I recently bought a PS/2 Logitech Mouseman ball & wheel mouse for my work box.  (I was using an optical Logitech which worked flawlessly for years.  Many would consider a mechanical mouse to be a downgrade, but this one fits my overly-large hands better.   Wish they made optical mice like this... much easier on the carpel tunnel after working for many hours.  )  The mouse has 4 buttons - left, right, wheel click, and a side button.  On my home windoze system, it shows functions as a 'back' button in my web browser (and configurable as a separate option in games), but I've thus far been unable to get it to do anything but duplicate the middle-button action in FreeBSD.

Differences from home:

PS/2 mouse connected to a tower instead of USB to a laptop
FreeBSD 8 instead of XP
8-port KVM connected here


I've searched around and found many people with the same type of problems with all sorts of mice with more than 3 buttons, but few solutions and none of those I've found have worked thus far.  One of the best is from this forum, but I've still been unable to get it working 100%.

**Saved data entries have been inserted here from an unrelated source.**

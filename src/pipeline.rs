//! One ingestion run end to end: schedule the steps against a fresh job
//! state, resolve mapped relationships, close the graph and publish it.

use ingest_core::{EventStore, ExecutionMode, GraphSink, GraphSnapshot, JobState, MappedRelationshipResolver,
                  RunReport, SchedulerBuilder};
use ingest_snyk::{all_steps, SnykContext};
use log::{info, warn};
use uuid::Uuid;

use crate::errors::AppError;

#[derive(Debug)]
pub struct IngestionOutcome {
    pub report: RunReport,
    pub snapshot: GraphSnapshot,
}

/// Runs every step, then publishes whatever the run produced. A failed
/// step does not prevent publishing the writes of the steps that ran; the
/// report tells the caller which parts are missing.
pub fn run_ingestion<E, S>(context: &SnykContext, mode: ExecutionMode, event_store: E, sink: &mut S)
                           -> Result<IngestionOutcome, AppError>
    where E: EventStore,
          S: GraphSink
{
    context.config.validate()?;
    let state = JobState::new(Uuid::new_v4());
    let mut scheduler = SchedulerBuilder::new().add_steps(all_steps())
                                               .mode(mode)
                                               .event_store(event_store)
                                               .build()?;
    let report = scheduler.run(&state, context)?;
    if !report.is_success() {
        warn!("run:partial run_id={} failed={:?} blocked={:?}",
              state.run_id(),
              report.failed_steps(),
              report.blocked_steps());
    }

    let resolution = MappedRelationshipResolver::new().resolve(&state)?;
    let snapshot = state.close(resolution)?;
    sink.publish(&snapshot)?;
    info!("run:published run_id={} entities={} relationships={} mapped_targets={}",
          snapshot.run_id,
          snapshot.entities.len(),
          snapshot.relationships.len() + snapshot.mapped_relationships.len(),
          snapshot.mapped_targets.len());
    Ok(IngestionOutcome { report, snapshot })
}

Here are some observations:

The moused daemon MUST NOT be running when I start X/KDE or the mouse does nothing.  I've tried both /dev/sysmouse and /dev/psm0 in /etc/X11/xorg.conf and the behavior in X is the same - pointer in the middle of the screen and nothing I do to the mouse affects it.  This is the same as when I was using the original optical mouse.

The mouse works perfectly with the exception of the fourth (side) button.  The side button does the same as clicking the wheel - middle click.

I powered down all 8 systems and removed power from the KVM for ~15 seconds to be sure it wasn't something cached in it - no difference than when simply unplugging the old (optical) mouse and plugging the new (mechanical) one in.

I've played with /etc/X11/xorg.conf about 2 dozen times, restarting X between edits, and am in the same spot now as I was when I started.  I've tried changing the Buttons, ButtonMapping, ZAxisMapping, and even tried following directions on using xmodmap for a mouse with more than 3 buttons, even though I do not really understand what it does.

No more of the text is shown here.